▸ Provided records
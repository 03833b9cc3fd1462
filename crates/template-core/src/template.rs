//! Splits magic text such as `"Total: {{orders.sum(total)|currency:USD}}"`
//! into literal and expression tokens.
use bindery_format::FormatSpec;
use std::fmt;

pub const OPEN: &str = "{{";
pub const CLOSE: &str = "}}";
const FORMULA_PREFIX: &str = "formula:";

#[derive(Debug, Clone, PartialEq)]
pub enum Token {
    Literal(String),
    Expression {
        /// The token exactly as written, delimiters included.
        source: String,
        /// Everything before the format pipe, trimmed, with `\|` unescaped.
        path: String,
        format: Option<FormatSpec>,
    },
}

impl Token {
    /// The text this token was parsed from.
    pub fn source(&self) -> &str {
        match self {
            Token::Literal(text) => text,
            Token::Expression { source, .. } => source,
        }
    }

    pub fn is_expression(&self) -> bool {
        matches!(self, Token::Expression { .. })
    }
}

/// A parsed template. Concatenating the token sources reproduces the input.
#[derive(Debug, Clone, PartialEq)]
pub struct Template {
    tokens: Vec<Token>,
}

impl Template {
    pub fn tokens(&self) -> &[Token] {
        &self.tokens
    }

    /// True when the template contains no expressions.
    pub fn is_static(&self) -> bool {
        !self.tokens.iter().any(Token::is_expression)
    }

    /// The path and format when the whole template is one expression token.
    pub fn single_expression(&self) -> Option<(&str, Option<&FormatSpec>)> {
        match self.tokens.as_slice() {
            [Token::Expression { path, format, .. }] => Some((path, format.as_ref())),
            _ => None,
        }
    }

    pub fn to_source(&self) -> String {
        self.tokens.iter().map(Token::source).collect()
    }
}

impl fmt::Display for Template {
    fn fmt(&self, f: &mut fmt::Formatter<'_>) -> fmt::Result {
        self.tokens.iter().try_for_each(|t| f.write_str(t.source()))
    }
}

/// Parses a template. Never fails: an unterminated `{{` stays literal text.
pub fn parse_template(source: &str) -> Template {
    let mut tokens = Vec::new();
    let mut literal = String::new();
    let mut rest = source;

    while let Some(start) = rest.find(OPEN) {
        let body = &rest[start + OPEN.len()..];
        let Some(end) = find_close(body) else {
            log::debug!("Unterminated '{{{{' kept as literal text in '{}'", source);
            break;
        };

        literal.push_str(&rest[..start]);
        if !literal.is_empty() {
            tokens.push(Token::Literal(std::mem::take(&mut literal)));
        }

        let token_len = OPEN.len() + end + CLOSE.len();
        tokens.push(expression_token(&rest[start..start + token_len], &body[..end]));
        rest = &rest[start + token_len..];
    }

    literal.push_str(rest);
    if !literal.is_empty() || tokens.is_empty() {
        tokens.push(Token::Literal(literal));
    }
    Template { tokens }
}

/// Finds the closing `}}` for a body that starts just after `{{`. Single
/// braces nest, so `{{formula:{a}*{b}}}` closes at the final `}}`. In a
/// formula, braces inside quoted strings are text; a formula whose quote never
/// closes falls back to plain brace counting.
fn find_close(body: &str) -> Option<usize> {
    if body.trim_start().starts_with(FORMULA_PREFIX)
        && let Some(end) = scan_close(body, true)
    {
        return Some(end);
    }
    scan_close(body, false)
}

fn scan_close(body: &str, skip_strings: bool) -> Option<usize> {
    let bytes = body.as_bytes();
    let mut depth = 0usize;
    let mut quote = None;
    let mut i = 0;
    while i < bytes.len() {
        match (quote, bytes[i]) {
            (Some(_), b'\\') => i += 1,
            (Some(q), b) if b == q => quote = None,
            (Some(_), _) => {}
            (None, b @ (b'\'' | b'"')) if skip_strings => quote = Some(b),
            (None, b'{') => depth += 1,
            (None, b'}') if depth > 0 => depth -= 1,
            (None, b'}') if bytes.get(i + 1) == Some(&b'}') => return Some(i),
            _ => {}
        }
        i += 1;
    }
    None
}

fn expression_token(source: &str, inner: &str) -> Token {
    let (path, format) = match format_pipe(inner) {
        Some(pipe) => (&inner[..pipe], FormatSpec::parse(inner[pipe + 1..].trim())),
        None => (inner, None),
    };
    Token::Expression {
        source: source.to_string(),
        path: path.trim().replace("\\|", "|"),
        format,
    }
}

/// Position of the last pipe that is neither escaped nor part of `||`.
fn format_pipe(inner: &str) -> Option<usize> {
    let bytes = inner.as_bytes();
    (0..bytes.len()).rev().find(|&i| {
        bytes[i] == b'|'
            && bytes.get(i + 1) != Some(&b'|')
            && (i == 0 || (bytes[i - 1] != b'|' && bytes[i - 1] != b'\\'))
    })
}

▸ Exercise goal
The expected answer is the complete material, restated exactly.

▸ Answer space
repository 03833b9cc3fd1462
filename crates/template-core/src/template.rs
//! Splits magic text such as `"Total: {{orders.sum(total)|currency:USD}}"`
//! into literal and expression tokens.
use bindery_format::FormatSpec;
use std::fmt;

pub const OPEN: &str = "{{";
pub const CLOSE: &str = "}}";
const FORMULA_PREFIX: &str = "formula:";

#[derive(Debug, Clone, PartialEq)]
pub enum Token {
    Literal(String),
    Expression {
        /// The token exactly as written, delimiters included.
        source: String,
        /// Everything before the format pipe, trimmed, with `\|` unescaped.
        path: String,
        format: Option<FormatSpec>,
    },
}

impl Token {
    /// The text this token was parsed from.
    pub fn source(&self) -> &str {
        match self {
            Token::Literal(text) => text,
            Token::Expression { source, .. } => source,
        }
    }

    pub fn is_expression(&self) -> bool {
        matches!(self, Token::Expression { .. })
    }
}

/// A parsed template. Concatenating the token sources reproduces the input.
#[derive(Debug, Clone, PartialEq)]
pub struct Template {
    tokens: Vec<Token>,
}

impl Template {
    pub fn tokens(&self) -> &[Token] {
        &self.tokens
    }

    /// True when the template contains no expressions.
    pub fn is_static(&self) -> bool {
        !self.tokens.iter().any(Token::is_expression)
    }

    /// The path and format when the whole template is one expression token.
    pub fn single_expression(&self) -> Option<(&str, Option<&FormatSpec>)> {
        match self.tokens.as_slice() {
            [Token::Expression { path, format, .. }] => Some((path, format.as_ref())),
            _ => None,
        }
    }

    pub fn to_source(&self) -> String {
        self.tokens.iter().map(Token::source).collect()
    }
}

impl fmt::Display for Template {
    fn fmt(&self, f: &mut fmt::Formatter<'_>) -> fmt::Result {
        self.tokens.iter().try_for_each(|t| f.write_str(t.source()))
    }
}

/// Parses a template. Never fails: an unterminated `{{` stays literal text.
pub fn parse_template(source: &str) -> Template {
    let mut tokens = Vec::new();
    let mut literal = String::new();
    let mut rest = source;

    while let Some(start) = rest.find(OPEN) {
        let body = &rest[start + OPEN.len()..];
        let Some(end) = find_close(body) else {
            log::debug!("Unterminated '{{{{' kept as literal text in '{}'", source);
            break;
        };

        literal.push_str(&rest[..start]);
        if !literal.is_empty() {
            tokens.push(Token::Literal(std::mem::take(&mut literal)));
        }

        let token_len = OPEN.len() + end + CLOSE.len();
        tokens.push(expression_token(&rest[start..start + token_len], &body[..end]));
        rest = &rest[start + token_len..];
    }

    literal.push_str(rest);
    if !literal.is_empty() || tokens.is_empty() {
        tokens.push(Token::Literal(literal));
    }
    Template { tokens }
}

/// Finds the closing `}}` for a body that starts just after `{{`. Single
/// braces nest, so `{{formula:{a}*{b}}}` closes at the final `}}`. In a
/// formula, braces inside quoted strings are text; a formula whose quote never
/// closes falls back to plain brace counting.
fn find_close(body: &str) -> Option<usize> {
    if body.trim_start().starts_with(FORMULA_PREFIX)
        && let Some(end) = scan_close(body, true)
    {
        return Some(end);
    }
    scan_close(body, false)
}

fn scan_close(body: &str, skip_strings: bool) -> Option<usize> {
    let bytes = body.as_bytes();
    let mut depth = 0usize;
    let mut quote = None;
    let mut i = 0;
    while i < bytes.len() {
        match (quote, bytes[i]) {
            (Some(_), b'\\') => i += 1,
            (Some(q), b) if b == q => quote = None,
            (Some(_), _) => {}
            (None, b @ (b'\'' | b'"')) if skip_strings => quote = Some(b),
            (None, b'{') => depth += 1,
            (None, b'}') if depth > 0 => depth -= 1,
            (None, b'}') if bytes.get(i + 1) == Some(&b'}') => return Some(i),
            _ => {}
        }
        i += 1;
    }
    None
}

fn expression_token(source: &str, inner: &str) -> Token {
    let (path, format) = match format_pipe(inner) {
        Some(pipe) => (&inner[..pipe], FormatSpec::parse(inner[pipe + 1..].trim())),
        None => (inner, None),
    };
    Token::Expression {
        source: source.to_string(),
        path: path.trim().replace("\\|", "|"),
        format,
    }
}

/// Position of the last pipe that is neither escaped nor part of `||`.
fn format_pipe(inner: &str) -> Option<usize> {
    let bytes = inner.as_bytes();
    (0..bytes.len()).rev().find(|&i| {
        bytes[i] == b'|'
            && bytes.get(i + 1) != Some(&b'|')
            && (i == 0 || (bytes[i - 1] != b'|' && bytes[i - 1] != b'\\'))
    })
}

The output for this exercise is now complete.